The MUSE Hubble Ultra Deep Field Survey: III. Testing photometric redshifts to 30th magnitude
J. Brinchmann, H. Inami, R. Bacon, T. Contini, M. Maseda, J., Chevallard, N. Bouch\'e, L. Boogaard, M. Carollo, S. Charlot, W. Kollatschny,, R. A. Marino, R. Pello, J. Richard, J. Schaye, A. Verhamme, L. Wisotzki

TL;DR
This study evaluates the accuracy of photometric redshifts for extremely faint galaxies in the Hubble Ultra Deep Field, revealing systematic biases and the impact of additional photometry on redshift estimation.
Contribution
It provides a comprehensive comparison of photometric redshift codes at unprecedented depths and highlights biases and challenges in associating spectra with photometric objects.
Findings
Photometric redshifts are accurate within bias |Dzn|<0.05 down to magnitude 30.
Systematic biases exist: underestimation at 0.4<z<1.5 and overestimation at z>3.
Adding ground-based and IRAC photometry can worsen redshift estimates for faint galaxies.
Abstract
We tested the performance of photometric redshifts for galaxies in the Hubble Ultra Deep field down to 30th magnitude. We compared photometric redshift estimates from three spectral fitting codes from the literature (EAZY, BPZ and BEAGLE) to high quality redshifts for 1227 galaxies from the MUSE integral field spectrograph. All these codes can return photometric redshifts with bias |Dzn|=|z-z_phot|/(1+z)<0.05 down to F775W=30 and spectroscopic incompleteness is unlikely to strongly modify this statement.
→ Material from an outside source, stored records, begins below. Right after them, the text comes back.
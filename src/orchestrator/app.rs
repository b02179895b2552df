use crate::clients::GradescopeClient;
use crate::config::{AutograderPaths, Config};
use crate::infrastructure::{LatexToolchain, ResultsFile};
use crate::services::{MergeOptions, MergedResult, ResultMerger};
use crate::utils::logging::log_startup;
use crate::workflow::GradeFlow;
use anyhow::Result;
use std::path::PathBuf;
use tracing::info;

/// merge 子命令的参数，未给出的路径使用默认布局
#[derive(Debug, Clone, Default)]
pub struct MergeRequest {
    /// 只看排版检查器
    pub tex_only: bool,
    pub proof_results: Option<PathBuf>,
    pub tex_results: Option<PathBuf>,
    pub results_file: Option<PathBuf>,
    pub submission_dir: Option<PathBuf>,
}

/// 应用主结构
pub struct App {
    paths: AutograderPaths,
    config: Config,
}

impl App {
    /// 初始化评分应用（读取全部配置）
    pub async fn initialize(paths: AutograderPaths) -> Result<Self> {
        log_startup("grade", &paths.root);
        let config = Config::load(&paths).await?;
        Ok(Self { paths, config })
    }

    /// 初始化合并应用（只读取功能开关）
    pub async fn initialize_merge(paths: AutograderPaths) -> Result<Self> {
        log_startup("merge", &paths.root);
        let config = Config::load_settings_only(&paths).await?;
        Ok(Self { paths, config })
    }

    pub fn paths(&self) -> &AutograderPaths {
        &self.paths
    }

    /// 编译、评分，按配置上传并分页
    pub async fn grade(&self) -> Result<()> {
        let toolchain = LatexToolchain::from_paths(&self.paths);
        let flow = GradeFlow::new(&self.paths, &self.config, &toolchain);

        flow.compile_and_grade().await?;

        if !self.config.settings.upload_enabled {
            info!("⏭️ 未开启上传，跳过上传与分页");
            return Ok(());
        }

        let client = self
            .config
            .secrets()
            .and_then(|secrets| {
                GradescopeClient::new(&self.config.settings.base_url, secrets)
                    .map_err(anyhow::Error::from)
            });
        match client {
            Ok(client) => flow.upload(client).await,
            Err(e) => flow.abort_upload(&e).await,
        }
    }

    /// 合并检查器输出并写出最终结果
    pub async fn merge(&self, request: MergeRequest) -> Result<()> {
        let settings = &self.config.settings;
        let merger = ResultMerger::new(MergeOptions {
            tex_optional: settings.tex_optional,
            lean_optional: settings.lean_optional,
            proof_max_scores: settings.proof_max_scores.clone(),
        });

        let proof_results = request
            .proof_results
            .unwrap_or_else(|| self.paths.proof_results.clone());
        let tex_results = request
            .tex_results
            .unwrap_or_else(|| self.paths.tex_results.clone());
        let submission_dir = request
            .submission_dir
            .unwrap_or_else(|| self.paths.submission_dir.clone());
        let results = ResultsFile::new(
            request
                .results_file
                .unwrap_or_else(|| self.paths.results_file.clone()),
        );

        let proof = (!request.tex_only).then_some(proof_results.as_path());
        match merger.run(proof, &tex_results, &submission_dir).await? {
            MergedResult::Results(set) => results.write(&set).await?,
            MergedResult::Passthrough(report) => results.write_value(&report).await?,
        }
        info!("✓ 结果已写入: {}", results.path().display());
        Ok(())
    }
}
We have, however, identified clear systematic biases in the determination of photometric redshifts: in the 0.4<z<1.5 range, photometric redshifts are systematically biased low by as much as Dzn=-0.04 in the median, and at z>3 they are systematically biased high by up to Dzn = 0.05, an offset that can in part be explained by adjusting the amount of intergalactic absorption applied. In…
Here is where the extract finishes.